Repeat word for word every line of the data below, from the first through the line containing "use crate::metrics::Metrics;", and stop there.

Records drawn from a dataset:
=== Begin Enclosure ===

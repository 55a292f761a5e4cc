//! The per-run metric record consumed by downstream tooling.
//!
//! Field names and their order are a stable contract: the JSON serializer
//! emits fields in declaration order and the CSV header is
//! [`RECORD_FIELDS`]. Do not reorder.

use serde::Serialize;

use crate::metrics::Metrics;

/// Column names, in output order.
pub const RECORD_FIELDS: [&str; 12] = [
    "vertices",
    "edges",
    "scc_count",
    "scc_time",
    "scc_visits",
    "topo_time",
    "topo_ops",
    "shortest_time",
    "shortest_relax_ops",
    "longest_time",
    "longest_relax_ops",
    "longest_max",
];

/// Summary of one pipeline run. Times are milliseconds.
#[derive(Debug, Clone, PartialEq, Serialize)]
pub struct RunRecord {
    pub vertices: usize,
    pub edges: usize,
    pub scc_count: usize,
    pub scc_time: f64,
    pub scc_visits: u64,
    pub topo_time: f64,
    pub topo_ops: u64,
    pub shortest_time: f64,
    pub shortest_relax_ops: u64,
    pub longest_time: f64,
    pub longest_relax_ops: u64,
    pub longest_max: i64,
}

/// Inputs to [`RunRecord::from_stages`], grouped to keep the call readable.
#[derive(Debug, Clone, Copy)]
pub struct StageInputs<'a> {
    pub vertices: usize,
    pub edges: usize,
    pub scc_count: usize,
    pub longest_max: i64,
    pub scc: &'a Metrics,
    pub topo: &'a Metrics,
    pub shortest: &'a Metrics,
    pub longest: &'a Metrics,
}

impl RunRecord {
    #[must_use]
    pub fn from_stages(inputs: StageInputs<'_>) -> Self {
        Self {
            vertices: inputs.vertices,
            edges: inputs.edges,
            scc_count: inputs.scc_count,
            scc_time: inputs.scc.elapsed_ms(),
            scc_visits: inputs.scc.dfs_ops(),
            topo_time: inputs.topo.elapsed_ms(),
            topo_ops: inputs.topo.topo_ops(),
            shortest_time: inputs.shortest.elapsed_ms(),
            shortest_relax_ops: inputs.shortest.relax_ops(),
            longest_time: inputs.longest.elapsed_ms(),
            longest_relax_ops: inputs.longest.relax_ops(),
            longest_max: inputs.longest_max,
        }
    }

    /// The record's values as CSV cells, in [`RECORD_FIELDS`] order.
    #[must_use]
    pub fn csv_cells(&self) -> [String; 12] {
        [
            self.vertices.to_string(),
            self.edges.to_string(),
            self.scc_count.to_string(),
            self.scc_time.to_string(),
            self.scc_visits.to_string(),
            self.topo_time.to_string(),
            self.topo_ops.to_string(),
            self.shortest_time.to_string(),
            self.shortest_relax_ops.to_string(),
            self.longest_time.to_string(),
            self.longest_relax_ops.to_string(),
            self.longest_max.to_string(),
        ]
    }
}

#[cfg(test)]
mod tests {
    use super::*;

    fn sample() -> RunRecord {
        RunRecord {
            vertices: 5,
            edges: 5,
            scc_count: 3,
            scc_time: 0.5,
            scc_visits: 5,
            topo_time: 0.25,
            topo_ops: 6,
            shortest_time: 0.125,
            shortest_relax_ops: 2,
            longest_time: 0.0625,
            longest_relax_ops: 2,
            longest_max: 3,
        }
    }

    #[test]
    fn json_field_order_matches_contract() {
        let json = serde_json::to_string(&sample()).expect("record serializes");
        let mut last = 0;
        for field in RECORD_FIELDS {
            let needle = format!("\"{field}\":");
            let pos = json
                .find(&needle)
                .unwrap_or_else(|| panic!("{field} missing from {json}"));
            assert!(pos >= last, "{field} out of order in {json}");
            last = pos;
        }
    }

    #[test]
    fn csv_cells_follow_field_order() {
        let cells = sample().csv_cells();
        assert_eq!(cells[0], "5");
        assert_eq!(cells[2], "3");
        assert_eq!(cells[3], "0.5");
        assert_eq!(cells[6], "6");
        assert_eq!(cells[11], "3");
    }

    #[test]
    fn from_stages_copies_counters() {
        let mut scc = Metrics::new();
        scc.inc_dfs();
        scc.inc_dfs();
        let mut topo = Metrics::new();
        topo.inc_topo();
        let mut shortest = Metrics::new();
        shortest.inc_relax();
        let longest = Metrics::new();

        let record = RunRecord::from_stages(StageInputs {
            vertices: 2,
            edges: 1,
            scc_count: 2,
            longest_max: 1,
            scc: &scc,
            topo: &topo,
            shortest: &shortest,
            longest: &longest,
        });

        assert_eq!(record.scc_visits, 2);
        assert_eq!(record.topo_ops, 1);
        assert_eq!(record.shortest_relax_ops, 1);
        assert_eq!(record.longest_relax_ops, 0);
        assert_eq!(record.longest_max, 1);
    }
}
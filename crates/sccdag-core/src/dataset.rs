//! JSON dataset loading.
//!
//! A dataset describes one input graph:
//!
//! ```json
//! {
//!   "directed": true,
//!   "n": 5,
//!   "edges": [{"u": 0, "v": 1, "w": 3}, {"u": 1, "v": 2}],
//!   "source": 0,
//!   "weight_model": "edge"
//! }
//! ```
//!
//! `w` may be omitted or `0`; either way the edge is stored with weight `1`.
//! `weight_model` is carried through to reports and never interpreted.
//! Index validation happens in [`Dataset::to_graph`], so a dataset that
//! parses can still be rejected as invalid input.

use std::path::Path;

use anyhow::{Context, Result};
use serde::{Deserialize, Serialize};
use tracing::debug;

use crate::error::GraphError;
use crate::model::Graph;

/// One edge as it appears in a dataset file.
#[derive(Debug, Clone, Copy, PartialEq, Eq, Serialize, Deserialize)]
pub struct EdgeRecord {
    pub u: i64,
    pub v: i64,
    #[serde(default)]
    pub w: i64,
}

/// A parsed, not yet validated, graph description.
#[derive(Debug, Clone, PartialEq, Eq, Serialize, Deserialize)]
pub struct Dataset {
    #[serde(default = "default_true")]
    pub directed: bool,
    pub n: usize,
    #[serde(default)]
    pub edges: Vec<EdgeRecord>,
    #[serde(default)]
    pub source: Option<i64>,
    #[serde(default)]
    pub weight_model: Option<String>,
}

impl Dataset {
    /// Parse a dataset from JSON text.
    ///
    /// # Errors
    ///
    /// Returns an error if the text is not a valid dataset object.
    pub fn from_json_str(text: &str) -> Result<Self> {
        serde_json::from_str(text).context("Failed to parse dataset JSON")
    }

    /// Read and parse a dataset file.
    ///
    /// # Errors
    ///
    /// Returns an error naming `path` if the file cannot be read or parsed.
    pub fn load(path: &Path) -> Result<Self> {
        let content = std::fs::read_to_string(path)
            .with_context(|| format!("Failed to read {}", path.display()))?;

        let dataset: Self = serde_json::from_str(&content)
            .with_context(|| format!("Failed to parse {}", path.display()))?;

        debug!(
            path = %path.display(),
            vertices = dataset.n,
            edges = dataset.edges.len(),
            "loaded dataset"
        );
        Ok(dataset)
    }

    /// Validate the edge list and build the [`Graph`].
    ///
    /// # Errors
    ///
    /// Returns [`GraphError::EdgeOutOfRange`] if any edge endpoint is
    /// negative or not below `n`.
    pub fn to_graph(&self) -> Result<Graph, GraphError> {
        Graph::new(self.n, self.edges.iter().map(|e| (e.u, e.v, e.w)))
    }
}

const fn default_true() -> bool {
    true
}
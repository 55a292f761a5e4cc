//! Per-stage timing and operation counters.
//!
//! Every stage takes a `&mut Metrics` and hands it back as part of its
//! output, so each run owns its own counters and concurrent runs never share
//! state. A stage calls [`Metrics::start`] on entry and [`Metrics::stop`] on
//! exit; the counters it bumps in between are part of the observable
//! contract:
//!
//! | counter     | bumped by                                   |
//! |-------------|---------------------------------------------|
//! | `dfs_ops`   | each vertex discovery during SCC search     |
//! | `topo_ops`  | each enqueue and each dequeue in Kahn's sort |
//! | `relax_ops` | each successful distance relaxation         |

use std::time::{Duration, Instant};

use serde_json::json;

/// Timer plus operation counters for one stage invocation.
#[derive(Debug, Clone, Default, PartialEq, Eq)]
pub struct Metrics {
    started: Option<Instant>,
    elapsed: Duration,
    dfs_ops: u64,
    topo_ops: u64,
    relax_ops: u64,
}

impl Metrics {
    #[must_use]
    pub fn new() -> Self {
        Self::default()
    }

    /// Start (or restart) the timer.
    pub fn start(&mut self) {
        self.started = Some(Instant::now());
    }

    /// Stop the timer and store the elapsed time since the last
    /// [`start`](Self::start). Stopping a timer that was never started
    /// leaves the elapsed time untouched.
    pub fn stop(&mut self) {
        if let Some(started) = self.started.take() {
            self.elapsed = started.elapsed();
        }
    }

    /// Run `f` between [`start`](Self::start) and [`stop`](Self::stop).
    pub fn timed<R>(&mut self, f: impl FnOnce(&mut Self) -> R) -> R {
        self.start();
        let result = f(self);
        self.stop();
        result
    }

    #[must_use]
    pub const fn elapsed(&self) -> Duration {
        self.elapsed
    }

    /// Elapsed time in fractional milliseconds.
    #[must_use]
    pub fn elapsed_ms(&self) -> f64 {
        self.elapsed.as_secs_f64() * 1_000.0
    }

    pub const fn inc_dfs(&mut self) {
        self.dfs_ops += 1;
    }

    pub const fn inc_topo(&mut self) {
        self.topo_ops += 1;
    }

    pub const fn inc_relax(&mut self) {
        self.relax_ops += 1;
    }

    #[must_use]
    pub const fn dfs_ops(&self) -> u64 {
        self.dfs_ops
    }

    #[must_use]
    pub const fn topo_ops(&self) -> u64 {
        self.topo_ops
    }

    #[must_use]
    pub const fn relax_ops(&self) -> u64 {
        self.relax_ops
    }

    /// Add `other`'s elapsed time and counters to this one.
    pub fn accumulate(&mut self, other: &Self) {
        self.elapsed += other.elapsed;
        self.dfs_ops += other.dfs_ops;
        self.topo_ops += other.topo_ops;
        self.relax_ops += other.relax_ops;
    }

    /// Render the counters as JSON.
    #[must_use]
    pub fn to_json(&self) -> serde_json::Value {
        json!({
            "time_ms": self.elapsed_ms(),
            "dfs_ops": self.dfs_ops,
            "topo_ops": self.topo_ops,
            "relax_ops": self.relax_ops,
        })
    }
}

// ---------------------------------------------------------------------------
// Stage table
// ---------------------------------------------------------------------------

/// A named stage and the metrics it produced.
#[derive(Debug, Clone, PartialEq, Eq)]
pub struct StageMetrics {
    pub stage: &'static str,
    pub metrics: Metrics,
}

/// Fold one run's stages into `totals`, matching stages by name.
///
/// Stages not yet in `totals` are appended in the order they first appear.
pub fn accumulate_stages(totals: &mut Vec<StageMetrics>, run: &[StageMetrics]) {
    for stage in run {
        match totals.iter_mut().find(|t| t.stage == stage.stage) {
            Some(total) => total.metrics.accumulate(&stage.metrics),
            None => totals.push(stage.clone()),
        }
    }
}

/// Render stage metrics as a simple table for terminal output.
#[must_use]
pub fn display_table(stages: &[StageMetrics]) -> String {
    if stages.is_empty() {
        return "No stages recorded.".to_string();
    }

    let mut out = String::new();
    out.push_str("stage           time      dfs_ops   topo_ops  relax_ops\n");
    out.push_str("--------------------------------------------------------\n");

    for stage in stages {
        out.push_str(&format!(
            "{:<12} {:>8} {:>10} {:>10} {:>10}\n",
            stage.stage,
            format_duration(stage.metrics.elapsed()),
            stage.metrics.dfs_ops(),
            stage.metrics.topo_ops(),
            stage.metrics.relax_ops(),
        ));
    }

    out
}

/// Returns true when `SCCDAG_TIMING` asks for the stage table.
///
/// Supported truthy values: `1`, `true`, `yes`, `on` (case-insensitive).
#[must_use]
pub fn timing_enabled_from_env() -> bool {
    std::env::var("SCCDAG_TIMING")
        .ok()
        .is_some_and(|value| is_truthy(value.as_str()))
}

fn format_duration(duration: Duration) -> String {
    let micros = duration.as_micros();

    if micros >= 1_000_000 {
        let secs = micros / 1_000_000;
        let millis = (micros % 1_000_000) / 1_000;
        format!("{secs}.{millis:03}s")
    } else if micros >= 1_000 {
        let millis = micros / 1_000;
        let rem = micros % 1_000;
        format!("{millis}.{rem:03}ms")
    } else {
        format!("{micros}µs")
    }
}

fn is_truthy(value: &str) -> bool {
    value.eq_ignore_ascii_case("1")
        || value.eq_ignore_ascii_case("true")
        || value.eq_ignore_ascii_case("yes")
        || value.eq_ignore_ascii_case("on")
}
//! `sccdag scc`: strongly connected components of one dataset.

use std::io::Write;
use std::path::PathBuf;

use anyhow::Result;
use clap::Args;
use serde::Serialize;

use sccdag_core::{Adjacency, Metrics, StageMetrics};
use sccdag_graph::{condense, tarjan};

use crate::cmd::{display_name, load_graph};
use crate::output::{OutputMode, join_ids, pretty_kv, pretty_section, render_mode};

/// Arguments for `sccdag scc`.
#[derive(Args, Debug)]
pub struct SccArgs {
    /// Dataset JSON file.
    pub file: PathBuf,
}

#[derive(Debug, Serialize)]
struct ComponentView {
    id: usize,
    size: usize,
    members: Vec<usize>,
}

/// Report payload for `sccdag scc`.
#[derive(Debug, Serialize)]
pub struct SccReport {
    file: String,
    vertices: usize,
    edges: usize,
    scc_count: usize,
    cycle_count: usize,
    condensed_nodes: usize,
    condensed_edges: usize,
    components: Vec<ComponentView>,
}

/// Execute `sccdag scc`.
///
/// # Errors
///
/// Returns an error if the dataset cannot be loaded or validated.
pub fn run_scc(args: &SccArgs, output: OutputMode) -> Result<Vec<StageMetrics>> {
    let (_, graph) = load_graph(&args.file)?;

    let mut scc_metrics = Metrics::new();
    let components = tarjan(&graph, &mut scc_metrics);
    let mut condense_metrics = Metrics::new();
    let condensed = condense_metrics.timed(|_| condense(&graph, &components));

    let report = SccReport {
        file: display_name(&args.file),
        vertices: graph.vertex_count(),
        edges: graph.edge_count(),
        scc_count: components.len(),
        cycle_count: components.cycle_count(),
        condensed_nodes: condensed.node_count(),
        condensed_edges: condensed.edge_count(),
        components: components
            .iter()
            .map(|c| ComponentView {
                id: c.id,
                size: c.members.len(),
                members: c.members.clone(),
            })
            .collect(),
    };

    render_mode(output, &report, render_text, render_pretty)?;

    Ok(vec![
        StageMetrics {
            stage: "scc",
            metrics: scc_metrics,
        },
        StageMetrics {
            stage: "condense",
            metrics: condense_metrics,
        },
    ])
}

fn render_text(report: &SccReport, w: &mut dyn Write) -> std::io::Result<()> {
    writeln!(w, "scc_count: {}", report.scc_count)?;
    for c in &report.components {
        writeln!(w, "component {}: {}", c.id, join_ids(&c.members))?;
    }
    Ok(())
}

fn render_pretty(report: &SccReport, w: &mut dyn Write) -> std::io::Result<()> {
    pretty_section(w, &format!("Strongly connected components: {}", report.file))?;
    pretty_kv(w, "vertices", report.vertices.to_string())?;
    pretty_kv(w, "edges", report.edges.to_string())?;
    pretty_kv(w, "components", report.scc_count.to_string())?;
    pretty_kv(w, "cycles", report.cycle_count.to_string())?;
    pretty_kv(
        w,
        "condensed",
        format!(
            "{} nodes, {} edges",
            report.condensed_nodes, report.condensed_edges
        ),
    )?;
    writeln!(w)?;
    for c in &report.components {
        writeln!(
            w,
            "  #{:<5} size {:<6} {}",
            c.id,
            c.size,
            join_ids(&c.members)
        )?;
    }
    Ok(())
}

=== End Enclosure ===

Exercise output:
repository 55a292f761a5e4cc
//! The per-run metric record consumed by downstream tooling.
//!
//! Field names and their order are a stable contract: the JSON serializer
//! emits fields in declaration order and the CSV header is
//! [`RECORD_FIELDS`]. Do not reorder.

use serde::Serialize;

use crate::metrics::Metrics;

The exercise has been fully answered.